EXERCISE PROMPT:
Nothing but the lines from the start of the records below through the line that has "let dir = tempdir()?;" should appear, each exactly as given.

(Collected data)
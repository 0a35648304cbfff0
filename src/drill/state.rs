// Copyright 2025 Fernando Borretti
//
// Licensed under the Apache License, Version 2.0 (the "License");
// you may not use this file except in compliance with the License.
// You may obtain a copy of the License at
//
//     http://www.apache.org/licenses/LICENSE-2.0
//
// Unless required by applicable law or agreed to in writing, software
// distributed under the License is distributed on an "AS IS" BASIS,
// WITHOUT WARRANTIES OR CONDITIONS OF ANY KIND, either express or implied.
// See the License for the specific language governing permissions and
// limitations under the License.

use std::sync::Arc;
use std::sync::Mutex;
use std::sync::atomic::AtomicU64;
use std::sync::atomic::Ordering;

use crate::collection::Collection;

#[derive(Clone)]
pub struct ServerState {
    pub mutable: Arc<Mutex<MutableState>>,
    /// The number of the most recently started import.
    pub latest_import: Arc<AtomicU64>,
}

pub struct MutableState {
    pub collection: Collection,
    /// A one-shot message shown on the next page render.
    pub message: Option<String>,
}

impl ServerState {
    pub fn new(collection: Collection) -> Self {
        Self {
            mutable: Arc::new(Mutex::new(MutableState {
                collection,
                message: None,
            })),
            latest_import: Arc::new(AtomicU64::new(0)),
        }
    }

    /// Start an import and return its ticket.
    pub fn begin_import(&self) -> u64 {
        self.latest_import.fetch_add(1, Ordering::SeqCst) + 1
    }

    /// Whether no import has started since the one holding `ticket`.
    pub fn is_latest_import(&self, ticket: u64) -> bool {
        self.latest_import.load(Ordering::SeqCst) == ticket
    }
}

#[cfg(test)]
mod tests {
    use tempfile::tempdir;

    use super::*;
    use crate::error::Fallible;

    #[test]
    fn test_newer_import_supersedes_older() -> Fallible<()> {
        let dir = tempdir()?;
        let collection = Collection::open(Some(dir.path().display().to_string()))?;
        let state = ServerState::new(collection);
        let first = state.begin_import();
        assert!(state.is_latest_import(first));
        let second = state.clone().begin_import();
        assert!(second > first);
        assert!(!state.is_latest_import(first));
        assert!(state.is_latest_import(second));
        Ok(())
    }
}
// Copyright 2025 Fernando Borretti
//
// Licensed under the Apache License, Version 2.0 (the "License");
// you may not use this file except in compliance with the License.
// You may obtain a copy of the License at
//
//     http://www.apache.org/licenses/LICENSE-2.0
//
// Unless required by applicable law or agreed to in writing, software
// distributed under the License is distributed on an "AS IS" BASIS,
// WITHOUT WARRANTIES OR CONDITIONS OF ANY KIND, either express or implied.
// See the License for the specific language governing permissions and
// limitations under the License.

use std::fmt::Display;
use std::fmt::Formatter;

use clap::ValueEnum;
use serde::Serialize;

use crate::collection::Collection;
use crate::error::Fallible;
use crate::settings::Settings;
use crate::store::keys;
use crate::study::CategoryView;
use crate::types::timestamp::Timestamp;

#[derive(ValueEnum, Clone, Copy)]
pub enum StatsFormat {
    /// Plain text output.
    Text,
    /// JSON output.
    Json,
}

impl Display for StatsFormat {
    fn fmt(&self, f: &mut Formatter<'_>) -> std::fmt::Result {
        match self {
            StatsFormat::Text => write!(f, "text"),
            StatsFormat::Json => write!(f, "json"),
        }
    }
}

pub fn print_deck_stats(directory: Option<String>, format: StatsFormat) -> Fallible<()> {
    let coll = Collection::open(directory)?;
    let stats = Stats::new(&coll)?;
    match format {
        StatsFormat::Text => print!("{}", stats.to_text()),
        StatsFormat::Json => {
            let stats_json = serde_json::to_string_pretty(&stats)?;
            println!("{}", stats_json);
        }
    }
    Ok(())
}

#[derive(Serialize)]
#[serde(rename_all = "camelCase")]
pub struct Stats {
    title: Option<String>,
    card_count: usize,
    session_count: usize,
    categories: Vec<CategoryView>,
    settings: Settings,
    imported_at: Option<Timestamp>,
}

impl Stats {
    fn new(coll: &Collection) -> Fallible<Self> {
        let snapshot = coll.state.snapshot();
        Ok(Self {
            title: snapshot.title,
            card_count: snapshot.deck_size,
            session_count: snapshot.total,
            categories: snapshot.categories,
            settings: snapshot.settings,
            imported_at: coll.store.saved_at(keys::DECK)?,
        })
    }

    fn to_text(&self) -> String {
        let mut out = String::new();
        if let Some(title) = &self.title {
            out.push_str(&format!("{title}\n"));
        }
        out.push_str(&format!("cards: {}\n", self.card_count));
        if let Some(imported_at) = &self.imported_at {
            out.push_str(&format!("imported: {imported_at}\n"));
        }
        for category in &self.categories {
            let marker = if category.active { '*' } else { ' ' };
            out.push_str(&format!(
                "{marker} {} ({})\n",
                category.name, category.card_count
            ));
        }
        out
    }
}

WRITTEN SOLUTION:
repository 0a35648304cbfff0
filename src/drill/state.rs
// Copyright 2025 Fernando Borretti
//
// Licensed under the Apache License, Version 2.0 (the "License");
// you may not use this file except in compliance with the License.
// You may obtain a copy of the License at
//
//     http://www.apache.org/licenses/LICENSE-2.0
//
// Unless required by applicable law or agreed to in writing, software
// distributed under the License is distributed on an "AS IS" BASIS,
// WITHOUT WARRANTIES OR CONDITIONS OF ANY KIND, either express or implied.
// See the License for the specific language governing permissions and
// limitations under the License.

use std::sync::Arc;
use std::sync::Mutex;
use std::sync::atomic::AtomicU64;
use std::sync::atomic::Ordering;

use crate::collection::Collection;

#[derive(Clone)]
pub struct ServerState {
    pub mutable: Arc<Mutex<MutableState>>,
    /// The number of the most recently started import.
    pub latest_import: Arc<AtomicU64>,
}

pub struct MutableState {
    pub collection: Collection,
    /// A one-shot message shown on the next page render.
    pub message: Option<String>,
}

impl ServerState {
    pub fn new(collection: Collection) -> Self {
        Self {
            mutable: Arc::new(Mutex::new(MutableState {
                collection,
                message: None,
            })),
            latest_import: Arc::new(AtomicU64::new(0)),
        }
    }

    /// Start an import and return its ticket.
    pub fn begin_import(&self) -> u64 {
        self.latest_import.fetch_add(1, Ordering::SeqCst) + 1
    }

    /// Whether no import has started since the one holding `ticket`.
    pub fn is_latest_import(&self, ticket: u64) -> bool {
        self.latest_import.load(Ordering::SeqCst) == ticket
    }
}

#[cfg(test)]
mod tests {
    use tempfile::tempdir;

    use super::*;
    use crate::error::Fallible;

    #[test]
    fn test_newer_import_supersedes_older() -> Fallible<()> {
        let dir = tempdir()?;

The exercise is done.